HIPAA Regulatory Alert: Breaches affect more than 21 million

The importance of encryption is emphasized with most of the recent major breaches added to the Department of Health and Human Services’ (HHS’) list of breaches. Seven of the breaches involved laptops, while the other two involved paper records.

Other recent breaches were caused by a hacking incident and unauthorized access. The largest number of individuals affected by a single breach was 109,000. The incident involved Crescent Healthcare, a Walgreens company that provides pharmacy and nursing solutions. Theft of a desktop computer resulted in the breach.

The HHS list includes 556 breaches affecting 21.7 million individuals. More than half of the breaches are related to lost or stolen unencrypted computers or mobile devices. The list contains breaches that affect 500 or more individuals and tracks incidents that have occurred since September 2009 when the breach notification rule came into effect.

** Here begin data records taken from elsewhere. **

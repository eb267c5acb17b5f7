use std::path::Path;

use comfy_table::{ContentArrangement, Table};
use gubat_engine::GameConfig;
use gubat_story::StoryNode;

pub fn run(path: Option<&Path>) -> Result<(), String> {
    let config = GameConfig::default();
    let story = super::load_story(path, &config)?;

    let mut table = Table::new();
    table.set_content_arrangement(ContentArrangement::Dynamic);
    table.set_header(vec!["Node", "Kind", "Choices", "On arrival"]);

    for node in story.nodes() {
        let kind = node_kind(node, &config);
        let effect = match &node.on_arrive {
            Some(effect) if !effect.is_empty() => effect.to_string(),
            _ => "-".to_string(),
        };
        table.add_row(vec![
            node.id.to_string(),
            kind,
            node.choices.len().to_string(),
            effect,
        ]);
    }

    println!("{table}");
    println!();
    println!("  {} nodes", story.len());

    Ok(())
}

fn node_kind(node: &StoryNode, config: &GameConfig) -> String {
    if let Some(ending) = node.ending_kind() {
        format!("ending ({ending})")
    } else if node.id == config.start_node {
        "start".to_string()
    } else {
        "scene".to_string()
    }
}
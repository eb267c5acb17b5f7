//! Story graph model for San Gubat.
//!
//! A story is a static mapping from node identifiers to [`StoryNode`]s. Each
//! node carries narrative text, the choices leading out of it (optionally
//! gated on inventory), an optional arrival effect, and an ending flag. This
//! crate knows nothing about a running game; it only loads, describes, and
//! validates the graph.

/// Descriptions of the items a hunter can carry.
pub mod catalog;
/// Choices and the inventory requirements that gate them.
pub mod choice;
/// Arrival effects attached to nodes.
pub mod effect;
/// Ending classification for terminal nodes.
pub mod ending;
/// Error types for loading and validating stories.
pub mod error;
/// Node and item identifiers.
pub mod ids;
/// Story nodes.
pub mod node;
/// The story graph itself.
pub mod story;

pub use choice::{Choice, ItemHolder, Requirement};
pub use effect::{ArrivalEffect, EffectComponent, EffectKind};
pub use ending::EndingKind;
pub use error::{StoryError, StoryIssue, StoryResult};
pub use ids::{ItemId, NodeId};
pub use node::StoryNode;
pub use story::Story;
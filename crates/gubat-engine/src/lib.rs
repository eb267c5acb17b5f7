//! Story state machine for San Gubat.
//!
//! [`Game`] owns the single mutable [`GameState`] of a play session and
//! persists it to a [`SaveStore`] after every change. [`Session`] pairs a game
//! with a validated [`Story`](gubat_story::Story) and drives node transitions:
//! arrival effects, HP game over, and ending detection. Presenters read
//! [`Session::screen`] and call [`Session::choose`].

/// Session configuration.
pub mod config;
/// Idempotent application of arrival effects.
pub mod effects;
/// Error types for the engine.
pub mod error;
/// The game state store.
pub mod game;
/// Navigation and ending detection.
pub mod session;
/// The persisted game state record.
pub mod state;
/// Durable key-value storage for saves.
pub mod store;

pub use config::GameConfig;
pub use effects::{AppliedEffects, EffectKey, EffectNotice};
pub use error::{EngineError, EngineResult, StoreError, StoreResult};
pub use game::Game;
pub use session::{Arrival, Screen, Session};
pub use state::{GameState, HpStatus};
pub use store::{FileStore, MemoryStore, SaveStore};
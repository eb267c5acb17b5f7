//! Arrival effects and the ledger that keeps them idempotent.
//!
//! Each component of a node's [`ArrivalEffect`] is keyed by
//! `(node, kind)`. A component runs only if its key is not yet in the
//! session's [`AppliedEffects`], so arriving at a node any number of times
//! leaves the same state as arriving once.

use std::collections::BTreeSet;
use std::fmt;

use gubat_story::{ArrivalEffect, EffectComponent, EffectKind, ItemId, NodeId};
use serde::{Deserialize, Serialize};

use crate::state::GameState;

/// Identifies one applied effect component.
#[derive(Debug, Clone, PartialEq, Eq, Hash, PartialOrd, Ord, Serialize, Deserialize)]
pub struct EffectKey {
    /// Node whose arrival effect this was.
    pub node: NodeId,
    /// Which component.
    pub kind: EffectKind,
}

impl EffectKey {
    /// Create a key.
    pub fn new(node: impl Into<NodeId>, kind: EffectKind) -> Self {
        Self {
            node: node.into(),
            kind,
        }
    }
}

impl fmt::Display for EffectKey {
    fn fmt(&self, f: &mut fmt::Formatter<'_>) -> fmt::Result {
        write!(f, "{} ({})", self.node, self.kind)
    }
}

/// Set of effect keys already applied this session. Only ever grows.
#[derive(Debug, Clone, Default, PartialEq, Eq, Serialize, Deserialize)]
#[serde(transparent)]
pub struct AppliedEffects(BTreeSet<EffectKey>);

impl AppliedEffects {
    /// An empty ledger.
    pub fn new() -> Self {
        Self::default()
    }

    /// Whether `key` has been applied.
    pub fn contains(&self, key: &EffectKey) -> bool {
        self.0.contains(key)
    }

    /// Whether any component of `node`'s effect has been applied.
    pub fn contains_node(&self, node: &NodeId) -> bool {
        self.0.iter().any(|key| &key.node == node)
    }

    /// Record `key`. Returns false if it was already present.
    pub(crate) fn record(&mut self, key: EffectKey) -> bool {
        self.0.insert(key)
    }

    /// Number of recorded keys.
    pub fn len(&self) -> usize {
        self.0.len()
    }

    /// Whether nothing has been applied.
    pub fn is_empty(&self) -> bool {
        self.0.is_empty()
    }

    /// Recorded keys in order.
    pub fn iter(&self) -> impl Iterator<Item = &EffectKey> {
        self.0.iter()
    }
}

/// What an applied effect did, for showing to the player.
#[derive(Debug, Clone, PartialEq, Eq)]
pub enum EffectNotice {
    /// An item was found.
    Found(ItemId),
    /// HP was lost.
    Lost(u32),
}

impl fmt::Display for EffectNotice {
    fn fmt(&self, f: &mut fmt::Formatter<'_>) -> fmt::Result {
        match self {
            Self::Found(item) => write!(f, "Found: {item}"),
            Self::Lost(amount) => write!(f, "Lost {amount} HP"),
        }
    }
}

/// Apply the components of `effect` not yet recorded for `node`.
///
/// Items already held are not added twice; damage is clamped to
/// `[0, max_hp]`. Returns a notice per component applied by this call.
pub fn apply_arrival(
    state: &mut GameState,
    node: &NodeId,
    effect: &ArrivalEffect,
) -> Vec<EffectNotice> {
    let mut notices = Vec::new();
    for component in effect.components() {
        let key = EffectKey::new(node.clone(), component.kind());
        if !state.applied_effects_mut().record(key) {
            continue;
        }
        match component {
            EffectComponent::AddItem(item) => {
                state.add_item(item.clone());
                notices.push(EffectNotice::Found(item.clone()));
            }
            EffectComponent::TakeDamage(amount) => {
                state.take_damage(amount);
                notices.push(EffectNotice::Lost(amount));
            }
        }
    }
    notices
}

#[cfg(test)]
mod tests {
    use super::*;
    use crate::config::GameConfig;
    use gubat_story::ItemHolder;
    use proptest::prelude::*;

    fn started() -> GameState {
        GameState::started(&GameConfig::default(), "Dante")
    }

    #[test]
    fn add_item_once() {
        let mut state = started();
        let node = NodeId::new("kitchen");
        let effect = ArrivalEffect::add_item("Asin");

        let first = apply_arrival(&mut state, &node, &effect);
        let second = apply_arrival(&mut state, &node, &effect);

        assert_eq!(first, vec![EffectNotice::Found(ItemId::new("Asin"))]);
        assert!(second.is_empty());
        let asin_count = state
            .inventory()
            .iter()
            .filter(|i| i.matches(&ItemId::new("Asin")))
            .count();
        assert_eq!(asin_count, 1);
        assert_eq!(state.applied_effects().len(), 1);
        assert!(
            state
                .applied_effects()
                .contains(&EffectKey::new("kitchen", EffectKind::AddItem))
        );
    }

    #[test]
    fn same_effect_on_different_nodes_applies_each() {
        let mut state = started();
        let effect = ArrivalEffect::take_damage(10);
        apply_arrival(&mut state, &NodeId::new("a"), &effect);
        apply_arrival(&mut state, &NodeId::new("b"), &effect);
        assert_eq!(state.hp(), 80);
        assert_eq!(state.applied_effects().len(), 2);
    }

    #[test]
    fn combined_effect_records_both_kinds() {
        let mut state = started();
        let node = NodeId::new("trap");
        let notices = apply_arrival(
            &mut state,
            &node,
            &ArrivalEffect::add_item("Agimat").with_damage(25),
        );
        assert_eq!(
            notices,
            vec![
                EffectNotice::Found(ItemId::new("Agimat")),
                EffectNotice::Lost(25)
            ]
        );
        assert!(state.has_item(&ItemId::new("agimat")));
        assert_eq!(state.hp(), 75);
        assert!(state.applied_effects().contains_node(&node));
    }

    #[test]
    fn damage_past_zero_clamps() {
        let mut state = started();
        apply_arrival(&mut state, &NodeId::new("pit"), &ArrivalEffect::take_damage(150));
        assert_eq!(state.hp(), 0);
    }

    #[test]
    fn zero_damage_leaves_no_trace() {
        let mut state = started();
        let notices = apply_arrival(
            &mut state,
            &NodeId::new("path"),
            &ArrivalEffect::take_damage(0),
        );
        assert!(notices.is_empty());
        assert_eq!(state.hp(), 100);
        assert!(state.applied_effects().is_empty());
    }

    #[test]
    fn notice_text() {
        assert_eq!(EffectNotice::Found(ItemId::new("Asin")).to_string(), "Found: Asin");
        assert_eq!(EffectNotice::Lost(20).to_string(), "Lost 20 HP");
    }

    #[test]
    fn ledger_serializes_as_list_of_keys() {
        let mut ledger = AppliedEffects::new();
        ledger.record(EffectKey::new("kitchen", EffectKind::AddItem));
        let json = serde_json::to_string(&ledger).unwrap();
        assert_eq!(json, r#"[{"node":"kitchen","kind":"add_item"}]"#);
    }

    proptest! {
        #[test]
        fn repeated_arrival_is_idempotent(
            item in prop::option::of("[A-Za-z]{1,8}"),
            damage in prop::option::of(0u32..200),
            repeats in 1usize..5,
        ) {
            let effect = ArrivalEffect { add_item: item.map(ItemId::new), take_damage: damage };
            let node = NodeId::new("node");

            let mut once = started();
            apply_arrival(&mut once, &node, &effect);

            let mut many = started();
            for _ in 0..repeats {
                apply_arrival(&mut many, &node, &effect);
            }
            prop_assert_eq!(once, many);
        }
    }
}
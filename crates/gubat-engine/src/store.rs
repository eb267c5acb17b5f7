//! Durable key-value storage for save records.

use std::collections::HashMap;
use std::io::ErrorKind;
use std::path::{Path, PathBuf};

use crate::error::{StoreError, StoreResult};

/// Key-value storage holding serialized save records.
pub trait SaveStore {
    /// Read the record under `key`, if any.
    fn load(&self, key: &str) -> StoreResult<Option<String>>;

    /// Write `data` under `key`, replacing any existing record.
    fn save(&mut self, key: &str, data: &str) -> StoreResult<()>;

    /// Delete the record under `key`. Missing records are not an error.
    fn remove(&mut self, key: &str) -> StoreResult<()>;
}

/// Stores each record as `<dir>/<key>.json`.
#[derive(Debug, Clone)]
pub struct FileStore {
    dir: PathBuf,
}

impl FileStore {
    /// A store rooted at `dir`. The directory is created on first save.
    pub fn new(dir: impl Into<PathBuf>) -> Self {
        Self { dir: dir.into() }
    }

    /// The root directory.
    pub fn dir(&self) -> &Path {
        &self.dir
    }

    /// The file a key maps to.
    pub fn path_for(&self, key: &str) -> StoreResult<PathBuf> {
        let valid = !key.is_empty()
            && key
                .chars()
                .all(|c| c.is_ascii_alphanumeric() || c == '_' || c == '-');
        if !valid {
            return Err(StoreError::InvalidKey(key.to_string()));
        }
        Ok(self.dir.join(format!("{key}.json")))
    }
}

impl SaveStore for FileStore {
    fn load(&self, key: &str) -> StoreResult<Option<String>> {
        let path = self.path_for(key)?;
        match std::fs::read_to_string(&path) {
            Ok(data) => Ok(Some(data)),
            Err(e) if e.kind() == ErrorKind::NotFound => Ok(None),
            Err(source) => Err(StoreError::Io { path, source }),
        }
    }

    fn save(&mut self, key: &str, data: &str) -> StoreResult<()> {
        let path = self.path_for(key)?;
        std::fs::create_dir_all(&self.dir).map_err(|source| StoreError::Io {
            path: self.dir.clone(),
            source,
        })?;
        std::fs::write(&path, data).map_err(|source| StoreError::Io { path, source })
    }

    fn remove(&mut self, key: &str) -> StoreResult<()> {
        let path = self.path_for(key)?;
        match std::fs::remove_file(&path) {
            Ok(()) => Ok(()),
            Err(e) if e.kind() == ErrorKind::NotFound => Ok(()),
            Err(source) => Err(StoreError::Io { path, source }),
        }
    }
}

/// In-memory store, for tests and embedding.
#[derive(Debug, Clone, Default)]
pub struct MemoryStore {
    records: HashMap<String, String>,
}

impl MemoryStore {
    /// An empty store.
    pub fn new() -> Self {
        Self::default()
    }

    /// A store pre-filled with one record.
    pub fn with_record(key: impl Into<String>, data: impl Into<String>) -> Self {
        let mut records = HashMap::new();
        records.insert(key.into(), data.into());
        Self { records }
    }

    /// Raw record under `key`.
    pub fn get(&self, key: &str) -> Option<&str> {
        self.records.get(key).map(String::as_str)
    }
}

impl SaveStore for MemoryStore {
    fn load(&self, key: &str) -> StoreResult<Option<String>> {
        Ok(self.records.get(key).cloned())
    }

    fn save(&mut self, key: &str, data: &str) -> StoreResult<()> {
        self.records.insert(key.to_string(), data.to_string());
        Ok(())
    }

    fn remove(&mut self, key: &str) -> StoreResult<()> {
        self.records.remove(key);
        Ok(())
    }
}
pub mod check;
pub mod nodes;
pub mod play;
pub mod reset;
pub mod status;

use std::path::Path;

use gubat_engine::GameConfig;
use gubat_story::{Story, StoryError};

/// Human-readable name for where a story came from.
fn story_label(path: Option<&Path>) -> String {
    match path {
        Some(path) => path.display().to_string(),
        None => "bundled story".to_string(),
    }
}

/// Load a story file, or the bundled story when no path is given, and
/// validate it against `config`. Problems are rendered to stderr.
fn load_story(path: Option<&Path>, config: &GameConfig) -> Result<Story, String> {
    let story = match path {
        Some(path) => Story::load(path),
        None => Story::bundled(),
    }
    .map_err(|e| report(e, path))?;

    story
        .validate(&config.start_node, &config.game_over_node)
        .map_err(|e| report(e, path))?;
    Ok(story)
}

/// Print a story error with miette's report handler and return a summary.
fn report(err: StoryError, path: Option<&Path>) -> String {
    eprintln!("{:?}", miette::Report::new(err));
    format!("could not load {}", story_label(path))
}
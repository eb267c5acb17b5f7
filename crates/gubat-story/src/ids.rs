use std::fmt;

use serde::{Deserialize, Serialize};

/// Identifier of a node in the story graph.
#[derive(Debug, Clone, Default, PartialEq, Eq, Hash, PartialOrd, Ord, Serialize, Deserialize)]
#[serde(transparent)]
pub struct NodeId(String);

impl NodeId {
    /// Creates a node identifier.
    pub fn new(id: impl Into<String>) -> Self {
        Self(id.into())
    }

    /// The identifier as a string slice.
    pub fn as_str(&self) -> &str {
        &self.0
    }
}

impl From<&str> for NodeId {
    fn from(s: &str) -> Self {
        Self::new(s)
    }
}

impl From<String> for NodeId {
    fn from(s: String) -> Self {
        Self(s)
    }
}

impl PartialEq<str> for NodeId {
    fn eq(&self, other: &str) -> bool {
        self.0 == other
    }
}

impl PartialEq<&str> for NodeId {
    fn eq(&self, other: &&str) -> bool {
        self.0 == *other
    }
}

impl fmt::Display for NodeId {
    fn fmt(&self, f: &mut fmt::Formatter<'_>) -> fmt::Result {
        f.write_str(&self.0)
    }
}

/// Name of an inventory item.
///
/// Equality (`==`) is exact; inventory membership uses [`ItemId::matches`],
/// which ignores case.
#[derive(Debug, Clone, PartialEq, Eq, Hash, PartialOrd, Ord, Serialize, Deserialize)]
#[serde(transparent)]
pub struct ItemId(String);

impl ItemId {
    /// Creates an item identifier.
    pub fn new(name: impl Into<String>) -> Self {
        Self(name.into())
    }

    /// The item name as a string slice.
    pub fn as_str(&self) -> &str {
        &self.0
    }

    /// Case-insensitive comparison used for inventory checks.
    pub fn matches(&self, other: &ItemId) -> bool {
        self.0 == other.0 || self.0.to_lowercase() == other.0.to_lowercase()
    }
}

impl From<&str> for ItemId {
    fn from(s: &str) -> Self {
        Self::new(s)
    }
}

impl From<String> for ItemId {
    fn from(s: String) -> Self {
        Self(s)
    }
}

impl PartialEq<&str> for ItemId {
    fn eq(&self, other: &&str) -> bool {
        self.0 == *other
    }
}

impl fmt::Display for ItemId {
    fn fmt(&self, f: &mut fmt::Formatter<'_>) -> fmt::Result {
        f.write_str(&self.0)
    }
}
//! The game state store.
//!
//! `Game` is the single owner of a session's [`GameState`]. Every mutation
//! goes through it, and every mutation of a started game is written to the
//! [`SaveStore`] before the call returns.

use gubat_story::{ArrivalEffect, ItemHolder, ItemId, NodeId};
use log::{debug, info, warn};

use crate::config::GameConfig;
use crate::effects::{EffectNotice, apply_arrival};
use crate::error::{EngineError, EngineResult};
use crate::state::GameState;
use crate::store::SaveStore;

/// Owns the game state and its persistence.
pub struct Game<S> {
    state: GameState,
    config: GameConfig,
    store: S,
}

impl<S: SaveStore> Game<S> {
    /// A game in the pre-start state. Does not read the store.
    pub fn new(config: GameConfig, store: S) -> Self {
        Self {
            state: GameState::new(&config),
            config,
            store,
        }
    }

    /// Resume from the saved record if there is one.
    ///
    /// A missing, unreadable, or corrupted record yields the pre-start state.
    /// Corrupted records are deleted.
    pub fn restore(config: GameConfig, mut store: S) -> Self {
        let key = config.save_key.clone();
        let state = match store.load(&key) {
            Ok(Some(data)) => match serde_json::from_str::<GameState>(&data) {
                Ok(state) => {
                    info!("resumed saved game at node \"{}\"", state.current_node());
                    Some(state.normalize())
                }
                Err(e) => {
                    warn!("discarding corrupted save \"{key}\": {e}");
                    if let Err(e) = store.remove(&key) {
                        warn!("failed to delete corrupted save \"{key}\": {e}");
                    }
                    None
                }
            },
            Ok(None) => None,
            Err(e) => {
                warn!("could not read save \"{key}\": {e}");
                None
            }
        };

        Self {
            state: state.unwrap_or_else(|| GameState::new(&config)),
            config,
            store,
        }
    }

    /// Current state.
    pub fn state(&self) -> &GameState {
        &self.state
    }

    /// The configuration.
    pub fn config(&self) -> &GameConfig {
        &self.config
    }

    /// The backing store.
    pub fn store(&self) -> &S {
        &self.store
    }

    /// Begin a new game, discarding any save.
    ///
    /// A blank name falls back to the configured default.
    pub fn start_game(&mut self, player_name: &str) -> EngineResult<()> {
        self.store.remove(&self.config.save_key)?;
        let name = match player_name.trim() {
            "" => self.config.default_player_name.clone(),
            name => name.to_string(),
        };
        info!("starting new game for {name}");
        self.state = GameState::started(&self.config, name);
        self.persist()
    }

    /// Discard the save and return to the pre-start state.
    pub fn reset_game(&mut self) -> EngineResult<()> {
        self.store.remove(&self.config.save_key)?;
        info!("game reset");
        self.state = GameState::new(&self.config);
        Ok(())
    }

    /// Move to `node`. Existence is not checked here; stories are validated
    /// when loaded.
    pub fn navigate_to_node(&mut self, node: NodeId) -> EngineResult<()> {
        self.ensure_started()?;
        if self.state.is_ended() {
            return Err(EngineError::GameEnded);
        }
        debug!("navigate {} -> {}", self.state.current_node(), node);
        self.state.set_current_node(node);
        self.persist()
    }

    /// Apply `node`'s arrival effect. Components already applied for this
    /// node are skipped, so repeated calls are harmless.
    pub fn apply_node_effects(
        &mut self,
        node: &NodeId,
        effect: &ArrivalEffect,
    ) -> EngineResult<Vec<EffectNotice>> {
        self.ensure_started()?;
        let notices = apply_arrival(&mut self.state, node, effect);
        if notices.is_empty() {
            return Ok(notices);
        }
        debug!(
            "applied effects at {node}: {} (hp {}/{})",
            effect,
            self.state.hp(),
            self.state.max_hp()
        );
        self.persist()?;
        Ok(notices)
    }

    /// Mark the game as ended. The game stays started so the ending can
    /// still be shown.
    pub fn end_game(&mut self) -> EngineResult<()> {
        self.ensure_started()?;
        if self.state.is_ended() {
            return Ok(());
        }
        info!("game ended at node \"{}\"", self.state.current_node());
        self.state.set_ended();
        self.persist()
    }

    /// Whether `item` is held (case-insensitive).
    pub fn has_item(&self, item: &ItemId) -> bool {
        self.state.has_item(item)
    }

    /// Whether every item is held. True for an empty list.
    pub fn has_all_items(&self, items: &[ItemId]) -> bool {
        self.state.has_all_items(items)
    }

    fn ensure_started(&self) -> EngineResult<()> {
        if self.state.is_started() {
            Ok(())
        } else {
            Err(EngineError::NoActiveSession)
        }
    }

    fn persist(&mut self) -> EngineResult<()> {
        if !self.state.is_started() {
            return Ok(());
        }
        let data = serde_json::to_string(&self.state)?;
        self.store.save(&self.config.save_key, &data)?;
        Ok(())
    }
}
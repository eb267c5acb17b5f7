//! Configuration for a play session.

use gubat_story::{ItemId, NodeId};

/// Configuration for a game.
#[derive(Debug, Clone)]
pub struct GameConfig {
    /// Node every new game starts at.
    pub start_node: NodeId,
    /// Node the player is sent to when HP reaches zero.
    pub game_over_node: NodeId,
    /// Maximum (and starting) hit points.
    pub max_hp: u32,
    /// Items the player starts with.
    pub starting_inventory: Vec<ItemId>,
    /// Name used when the player gives a blank one.
    pub default_player_name: String,
    /// Key the save record is stored under.
    pub save_key: String,
}

impl Default for GameConfig {
    fn default() -> Self {
        Self {
            start_node: NodeId::new("start"),
            game_over_node: NodeId::new("gameOver_hp"),
            max_hp: 100,
            starting_inventory: vec![ItemId::new("Bolo")],
            default_player_name: "Hunter".to_string(),
            save_key: "aswangHunterSave".to_string(),
        }
    }
}

impl GameConfig {
    /// Set the start node.
    pub fn with_start_node(mut self, node: impl Into<NodeId>) -> Self {
        self.start_node = node.into();
        self
    }

    /// Set the HP game-over node.
    pub fn with_game_over_node(mut self, node: impl Into<NodeId>) -> Self {
        self.game_over_node = node.into();
        self
    }

    /// Set maximum HP (at least 1).
    pub fn with_max_hp(mut self, max_hp: u32) -> Self {
        self.max_hp = max_hp.max(1);
        self
    }

    /// Set the starting inventory. Duplicates (ignoring case) are dropped.
    pub fn with_starting_inventory<I, T>(mut self, items: I) -> Self
    where
        I: IntoIterator<Item = T>,
        T: Into<ItemId>,
    {
        let mut inventory: Vec<ItemId> = Vec::new();
        for item in items.into_iter().map(Into::into) {
            if !inventory.iter().any(|held| held.matches(&item)) {
                inventory.push(item);
            }
        }
        self.starting_inventory = inventory;
        self
    }

    /// Set the fallback player name.
    pub fn with_default_name(mut self, name: impl Into<String>) -> Self {
        self.default_player_name = name.into();
        self
    }

    /// Set the save key.
    pub fn with_save_key(mut self, key: impl Into<String>) -> Self {
        self.save_key = key.into();
        self
    }
}

#[cfg(test)]
mod tests {
    use super::*;

    #[test]
    fn default_config() {
        let cfg = GameConfig::default();
        assert_eq!(cfg.start_node, "start");
        assert_eq!(cfg.game_over_node, "gameOver_hp");
        assert_eq!(cfg.max_hp, 100);
        assert_eq!(cfg.starting_inventory, vec![ItemId::new("Bolo")]);
        assert_eq!(cfg.default_player_name, "Hunter");
        assert_eq!(cfg.save_key, "aswangHunterSave");
    }

    #[test]
    fn builder_methods() {
        let cfg = GameConfig::default()
            .with_start_node("intro")
            .with_game_over_node("dead")
            .with_max_hp(50)
            .with_default_name("Stranger")
            .with_save_key("slot1");
        assert_eq!(cfg.start_node, "intro");
        assert_eq!(cfg.game_over_node, "dead");
        assert_eq!(cfg.max_hp, 50);
        assert_eq!(cfg.default_player_name, "Stranger");
        assert_eq!(cfg.save_key, "slot1");
    }

    #[test]
    fn max_hp_at_least_one() {
        assert_eq!(GameConfig::default().with_max_hp(0).max_hp, 1);
    }

    #[test]
    fn starting_inventory_is_a_set() {
        let cfg = GameConfig::default().with_starting_inventory(["Bolo", "bolo", "Asin"]);
        assert_eq!(
            cfg.starting_inventory,
            vec![ItemId::new("Bolo"), ItemId::new("Asin")]
        );
        let empty = GameConfig::default().with_starting_inventory(Vec::<ItemId>::new());
        assert!(empty.starting_inventory.is_empty());
    }
}
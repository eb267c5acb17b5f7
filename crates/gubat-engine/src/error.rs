//! Error types for the story engine.

use std::path::PathBuf;

use gubat_story::{NodeId, StoryError};
use thiserror::Error;

/// Result type for engine operations.
pub type EngineResult<T> = Result<T, EngineError>;

/// Result type for save storage operations.
pub type StoreResult<T> = Result<T, StoreError>;

/// Errors that can occur while playing a story.
#[derive(Debug, Error)]
pub enum EngineError {
    /// A mutating operation was called before `start_game`.
    #[error("no active session: start a game first")]
    NoActiveSession,

    /// Navigation was attempted after the game ended.
    #[error("the game has ended; restart to play again")]
    GameEnded,

    /// The current node does not exist in the story.
    #[error("story error: could not find story node \"{0}\"")]
    NodeNotFound(NodeId),

    /// The selected choice is not among the visible choices.
    #[error("invalid choice: {0}")]
    InvalidChoice(usize),

    /// The story failed to load or validate.
    #[error(transparent)]
    Story(#[from] StoryError),

    /// The save store failed.
    #[error(transparent)]
    Store(#[from] StoreError),

    /// The game state could not be serialized.
    #[error("failed to serialize game state: {0}")]
    Serialize(#[from] serde_json::Error),
}

/// Errors from a [`SaveStore`](crate::store::SaveStore).
#[derive(Debug, Error)]
pub enum StoreError {
    /// Reading or writing a save record failed.
    #[error("save storage error at {}: {source}", .path.display())]
    Io {
        /// File involved.
        path: PathBuf,
        /// Underlying I/O error.
        #[source]
        source: std::io::Error,
    },

    /// The key cannot be used as a record name.
    #[error("invalid save key: \"{0}\"")]
    InvalidKey(String),
}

For a complete list of breaches, go to http://www.hhs.gov/ocr/office/index.html. Select “Health Information Privacy” on top navigation bar, then select “HIPAA Administrative Simplification Statute and Rules.” On the left navigation bar, choose “Breach Notification Rule,” and then on the right side of the page, under “View Breaches Affecting 500 or More Individuals,” select “View a list of these breaches.”